Gregory Pratte came with his school-aged children, along with a group of 10 families from Laval and the north shore who had used Facebook and Twitter to enourage others to come, too. Standing in a sea of people at the corner of Ste. Catherine and Jeanne Mance Sts., Pratte said he had a feeling the protest was “the start of something big.”
“It’s cold and miserable, and still all these people came out. We came for the future of our children. We came to make ourselves heard,” he said. “Maybe, just maybe, we are ready to rise up. Maybe I will tell my children 25 years from now that we were here when a new social movement began.”

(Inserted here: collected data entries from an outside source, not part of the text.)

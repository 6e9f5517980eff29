//! dashfeed - JSON endpoints for a personal dashboard
//!
//! Serves transit departures, the currently playing track, weather, news
//! headlines and network time, each behind a short-lived in-memory cache.

use clap::Parser;
use tokio::net::TcpListener;
use tokio::signal;

use dashfeed::cli::Cli;
use dashfeed::config::Config;
use dashfeed::server::{router, AppState};
use dashfeed::{clock, logging};

#[tokio::main]
async fn main() -> Result<(), Box<dyn std::error::Error>> {
    let cli = Cli::parse();
    logging::init_logging(&cli.log, cli.log_json);

    let mut config = Config::load(cli.env_file.as_deref())?;
    cli.apply(&mut config);

    if config.spotify.credentials().is_none() {
        tracing::warn!("Spotify credentials incomplete, /api/spotify will report missing credentials");
    }

    let state = AppState::from_config(&config, clock::system())?;
    let listener = TcpListener::bind(config.bind).await?;
    tracing::info!(addr = %listener.local_addr()?, "dashfeed listening");

    axum::serve(listener, router(state))
        .with_graceful_shutdown(shutdown_signal())
        .await?;

    tracing::info!("dashfeed stopped");
    Ok(())
}

/// Resolves on Ctrl+C or SIGTERM
async fn shutdown_signal() {
    let ctrl_c = async {
        if let Err(e) = signal::ctrl_c().await {
            tracing::error!("Failed to install Ctrl+C handler: {e}");
            std::future::pending::<()>().await;
        }
    };

    #[cfg(unix)]
    let terminate = async {
        match signal::unix::signal(signal::unix::SignalKind::terminate()) {
            Ok(mut sig) => {
                sig.recv().await;
            }
            Err(e) => {
                tracing::error!("Failed to install SIGTERM handler: {e}");
                std::future::pending::<()>().await;
            }
        }
    };

    #[cfg(not(unix))]
    let terminate = std::future::pending::<()>();

    tokio::select! {
        _ = ctrl_c => {},
        _ = terminate => {},
    }

    tracing::info!("Shutdown signal received");
}
//! HTTP routes for the dashboard endpoints

use axum::{
    extract::State,
    http::{header, StatusCode},
    response::{IntoResponse, Response},
    routing::get,
    Json, Router,
};
use reqwest::Client;
use serde_json::json;
use std::sync::Arc;

use crate::clock::SharedClock;
use crate::config::Config;
use crate::data::{
    NewsService, SpotifyService, TimeService, TransitResponse, TransitService, WeatherService,
};

const USER_AGENT: &str = concat!("dashfeed/", env!("CARGO_PKG_VERSION"));

/// Shared state handed to every route
#[derive(Debug, Clone)]
pub struct AppState {
    pub transit: Arc<TransitService>,
    pub spotify: Arc<SpotifyService>,
    pub weather: Arc<WeatherService>,
    pub news: Arc<NewsService>,
    pub time: Arc<TimeService>,
}

impl AppState {
    /// Builds every service from configuration, sharing one HTTP client
    pub fn from_config(config: &Config, clock: SharedClock) -> Result<Self, reqwest::Error> {
        let http = Client::builder().user_agent(USER_AGENT).build()?;

        Ok(Self {
            transit: Arc::new(TransitService::new(
                config.transit.clone(),
                http.clone(),
                clock.clone(),
            )),
            spotify: Arc::new(SpotifyService::new(
                config.spotify.credentials(),
                http.clone(),
                clock.clone(),
            )),
            weather: Arc::new(WeatherService::new(
                config.weather,
                http.clone(),
                clock.clone(),
            )),
            news: Arc::new(NewsService::new(
                config.news_feed_url.clone(),
                http,
                clock.clone(),
            )),
            time: Arc::new(TimeService::new(config.ntp_server.clone(), clock)),
        })
    }
}

/// Create the dashboard router.
///
/// Provides:
/// - GET /api/bus - Next two departures (500 when nothing can be served)
/// - GET /api/spotify - Currently playing track
/// - GET /api/technews - Latest headlines
/// - GET /api/time - Network time in epoch milliseconds
/// - GET /api/weather - Conditions for two locations
/// - GET /healthz - Liveness probe
pub fn router(state: AppState) -> Router {
    Router::new()
        .route("/api/bus", get(bus_handler))
        .route("/api/spotify", get(spotify_handler))
        .route("/api/technews", get(news_handler))
        .route("/api/time", get(time_handler))
        .route("/api/weather", get(weather_handler))
        .route("/healthz", get(health_handler))
        .with_state(state)
}

async fn bus_handler(State(state): State<AppState>) -> Response {
    let response = state.transit.departures().await;
    match response {
        TransitResponse::Board(_) => {
            ([(header::CACHE_CONTROL, "no-cache")], Json(response)).into_response()
        }
        TransitResponse::NoStopData => Json(response).into_response(),
        TransitResponse::Unavailable => {
            (StatusCode::INTERNAL_SERVER_ERROR, Json(response)).into_response()
        }
    }
}

async fn spotify_handler(State(state): State<AppState>) -> Response {
    let response = state.spotify.now_playing().await;
    let body = Json(response.body());

    if response.is_fresh() {
        (
            [(
                header::CACHE_CONTROL,
                "public, s-maxage=120, stale-while-revalidate=30",
            )],
            body,
        )
            .into_response()
    } else {
        body.into_response()
    }
}

async fn news_handler(State(state): State<AppState>) -> Response {
    Json(state.news.headlines().await).into_response()
}

async fn time_handler(State(state): State<AppState>) -> Response {
    Json(state.time.now().await).into_response()
}

async fn weather_handler(State(state): State<AppState>) -> Response {
    Json(state.weather.report().await).into_response()
}

async fn health_handler() -> Response {
    Json(json!({ "status": "ok" })).into_response()
}
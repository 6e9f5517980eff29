//! Open-Meteo weather API client
//!
//! This module fetches current conditions for the two configured locations
//! from the Open-Meteo API and maps WMO weather codes to Dutch descriptions.

use reqwest::Client;
use serde::Deserialize;
use std::time::Duration;
use thiserror::Error;

use super::{CityWeather, WarningLevel, WeatherReport};
use crate::cache::CacheSlot;
use crate::clock::SharedClock;
use crate::config::{Location, WeatherConfig};

/// Base URL for the Open-Meteo API
const OPEN_METEO_BASE_URL: &str = "https://api.open-meteo.com/v1/forecast";

/// Timezone passed to Open-Meteo
const TIMEZONE: &str = "Europe/Amsterdam";

/// How long a weather report is served from cache
pub const CACHE_TTL: Duration = Duration::from_secs(900);

/// Upper bound for each Open-Meteo request
const REQUEST_TIMEOUT: Duration = Duration::from_secs(5);

/// Errors that can occur when fetching weather data
#[derive(Debug, Error)]
pub enum WeatherError {
    /// HTTP request failed
    #[error("HTTP request failed: {0}")]
    RequestFailed(#[from] reqwest::Error),

    /// Failed to parse JSON response
    #[error("Failed to parse JSON response: {0}")]
    ParseError(#[from] serde_json::Error),
}

/// Presentation of a WMO weather code
#[derive(Debug, Clone, Copy, PartialEq, Eq)]
pub struct WmoInfo {
    /// Dutch description
    pub description: &'static str,
    /// Icon key
    pub icon: &'static str,
    pub level: WarningLevel,
}

/// Shown for codes missing from the table
pub const DEFAULT_WMO: WmoInfo = WmoInfo {
    description: "Onbekend",
    icon: "cloud",
    level: WarningLevel::Groen,
};

/// Map a WMO weather code to its description, icon and warning level
///
/// Weather codes from WMO (World Meteorological Organization):
/// - 0-3: Clear to overcast
/// - 45, 48: Fog
/// - 51-57: Drizzle and freezing drizzle
/// - 61-67: Rain and freezing rain
/// - 71-77: Snow
/// - 80-86: Rain and snow showers
/// - 95-99: Thunderstorm
pub fn wmo_info(code: u16) -> WmoInfo {
    use WarningLevel::*;

    let (description, icon, level) = match code {
        0 => ("Helder", "sun", Groen),
        1 => ("Overwegend helder", "sun", Groen),
        2 => ("Half bewolkt", "cloud-sun", Groen),
        3 => ("Bewolkt", "cloud", Groen),
        45 => ("Mist", "mist", Geel),
        48 => ("Rijpmist", "snowflake", Geel),
        51 => ("Lichte motregen", "cloud-drizzle", Groen),
        53 => ("Motregen", "cloud-drizzle", Geel),
        55 => ("Zware motregen", "cloud-rain", Geel),
        56 => ("Ijzel (licht)", "snowflake", Oranje),
        57 => ("Ijzel", "snowflake", Oranje),
        61 => ("Lichte regen", "cloud-rain", Groen),
        63 => ("Regen", "cloud-rain", Geel),
        65 => ("Zware regen", "cloud-storm", Oranje),
        66 => ("IJsregen (licht)", "snowflake", Oranje),
        67 => ("IJsregen", "snowflake", Rood),
        71 => ("Lichte sneeuw", "cloud-snow", Geel),
        73 => ("Sneeuw", "cloud-snow", Geel),
        75 => ("Zware sneeuw", "cloud-snow", Oranje),
        77 => ("Sneeuwkorrels", "cloud-snow", Geel),
        80 => ("Lichte buien", "cloud-rain", Groen),
        81 => ("Buien", "cloud-rain", Geel),
        82 => ("Zware buien", "cloud-storm", Oranje),
        85 => ("Lichte sneeuwbuien", "cloud-snow", Geel),
        86 => ("Zware sneeuwbuien", "cloud-snow", Oranje),
        95 => ("Onweer", "bolt", Oranje),
        96 => ("Onweer + hagel", "bolt", Oranje),
        99 => ("Zwaar onweer", "bolt", Rood),
        _ => return DEFAULT_WMO,
    };

    WmoInfo {
        description,
        icon,
        level,
    }
}

/// Open-Meteo API response structure
#[derive(Debug, Deserialize)]
struct OpenMeteoResponse {
    current: CurrentWeather,
}

/// Current weather data from Open-Meteo
#[derive(Debug, Deserialize)]
struct CurrentWeather {
    temperature_2m: f64,
    weather_code: u16,
    wind_speed_10m: f64,
}

/// Client for the two-city weather report
#[derive(Debug)]
pub struct WeatherService {
    http: Client,
    base_url: String,
    config: WeatherConfig,
    cache: CacheSlot<WeatherReport>,
}

impl WeatherService {
    /// Create a new WeatherService pointed at the public Open-Meteo API
    pub fn new(config: WeatherConfig, http: Client, clock: SharedClock) -> Self {
        Self {
            http,
            base_url: OPEN_METEO_BASE_URL.to_string(),
            config,
            cache: CacheSlot::new("weather", CACHE_TTL, clock),
        }
    }

    /// Overrides the forecast endpoint URL
    pub fn with_base_url(mut self, base_url: impl Into<String>) -> Self {
        self.base_url = base_url.into();
        self
    }

    /// Returns the report from cache or Open-Meteo, or the offline placeholder
    pub async fn report(&self) -> WeatherReport {
        self.cache
            .serve(|| self.fetch_report())
            .await
            .or_placeholder(|_| WeatherReport::offline())
    }

    /// Fetches both locations concurrently; either failing fails the report
    async fn fetch_report(&self) -> Result<WeatherReport, WeatherError> {
        let (city1, city2) = futures::future::try_join(
            self.fetch_city(self.config.city1),
            self.fetch_city(self.config.city2),
        )
        .await?;

        Ok(WeatherReport { city1, city2 })
    }

    /// Fetch current conditions for the given coordinates
    async fn fetch_city(&self, location: Location) -> Result<CityWeather, WeatherError> {
        let url = format!(
            "{}?latitude={}&longitude={}&current=temperature_2m,weather_code,wind_speed_10m&timezone={}",
            self.base_url, location.latitude, location.longitude, TIMEZONE
        );

        let response = self
            .http
            .get(&url)
            .timeout(REQUEST_TIMEOUT)
            .send()
            .await?
            .error_for_status()?;
        let text = response.text().await?;
        let api_response: OpenMeteoResponse = serde_json::from_str(&text)?;

        Ok(parse_response(api_response))
    }
}

/// Shape the Open-Meteo response into the dashboard payload
fn parse_response(response: OpenMeteoResponse) -> CityWeather {
    let current = response.current;
    let wmo = wmo_info(current.weather_code);

    CityWeather {
        temp: Some(current.temperature_2m),
        condition: wmo.description.to_string(),
        icon: wmo.icon.to_string(),
        level: wmo.level,
        wind: current.wind_speed_10m,
    }
}

#[cfg(test)]
mod tests {
    use super::*;

    /// Sample valid Open-Meteo API response
    const VALID_RESPONSE: &str = r#"{
        "latitude": 52.366,
        "longitude": 4.901,
        "generationtime_ms": 0.05,
        "utc_offset_seconds": 7200,
        "timezone": "Europe/Amsterdam",
        "timezone_abbreviation": "CEST",
        "elevation": 13.0,
        "current_units": {
            "time": "iso8601",
            "interval": "seconds",
            "temperature_2m": "°C",
            "weather_code": "wmo code",
            "wind_speed_10m": "km/h"
        },
        "current": {
            "time": "2024-07-15T14:00",
            "interval": 900,
            "temperature_2m": 21.3,
            "weather_code": 95,
            "wind_speed_10m": 18.7
        }
    }"#;

    #[test]
    fn test_parse_valid_response() {
        let response: OpenMeteoResponse =
            serde_json::from_str(VALID_RESPONSE).expect("Failed to parse valid response");

        let city = parse_response(response);

        assert_eq!(city.temp, Some(21.3));
        assert_eq!(city.condition, "Onweer");
        assert_eq!(city.icon, "bolt");
        assert_eq!(city.level, WarningLevel::Oranje);
        assert!((city.wind - 18.7).abs() < 0.01);
    }

    #[test]
    fn test_thunderstorm_code() {
        assert_eq!(
            wmo_info(95),
            WmoInfo {
                description: "Onweer",
                icon: "bolt",
                level: WarningLevel::Oranje,
            }
        );
    }

    #[test]
    fn test_unmapped_code_uses_default() {
        assert_eq!(wmo_info(12), DEFAULT_WMO);
        assert_eq!(wmo_info(12).description, "Onbekend");
        assert_eq!(wmo_info(12).icon, "cloud");
        assert_eq!(wmo_info(12).level, WarningLevel::Groen);
        assert_eq!(wmo_info(1000), DEFAULT_WMO);
    }

    #[test]
    fn test_weather_code_mapping() {
        assert_eq!(wmo_info(0).description, "Helder");
        assert_eq!(wmo_info(2).icon, "cloud-sun");
        assert_eq!(wmo_info(45).level, WarningLevel::Geel);
        assert_eq!(wmo_info(65).icon, "cloud-storm");
        assert_eq!(wmo_info(67).level, WarningLevel::Rood);
        assert_eq!(wmo_info(75).level, WarningLevel::Oranje);
        assert_eq!(wmo_info(99).description, "Zwaar onweer");
    }

    #[test]
    fn test_parse_malformed_json() {
        let malformed = "{ invalid json }";
        let result: Result<OpenMeteoResponse, _> = serde_json::from_str(malformed);
        assert!(result.is_err());
    }

    #[test]
    fn test_parse_missing_fields() {
        let missing_code = r#"{
            "current": {
                "temperature_2m": 22.5,
                "wind_speed_10m": 12.5
            }
        }"#;

        let result: Result<OpenMeteoResponse, _> = serde_json::from_str(missing_code);
        assert!(result.is_err());
    }
}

Turnout for the three-hour event was 10 times what Earth Day organizers had anticipated, said Yves Lanctot, one of more than 800 volunteers who kept marchers along the official route.
The crowd was a mixed group of environmental activists denouncing the Quebec government’s Plan Nord northern exploration plans and shale gas exploration, as well as the federal government’s axing of the Katimavik youth environmental program and Canada’s withdrawal from the Kyoto Protocol. Lanctot said activists from as far away as Rimouski, Sept Îles and Trois Rivières had rented buses and come to join the Montreal Earth Day march.
“We are a quarter-million strong and we have big ideas,” said well-known activist and co-founder of Equiterre Steven Guilbault, addressing the crowd on a giant screen set up at Jeanne Mance Park. “We want to be heard.”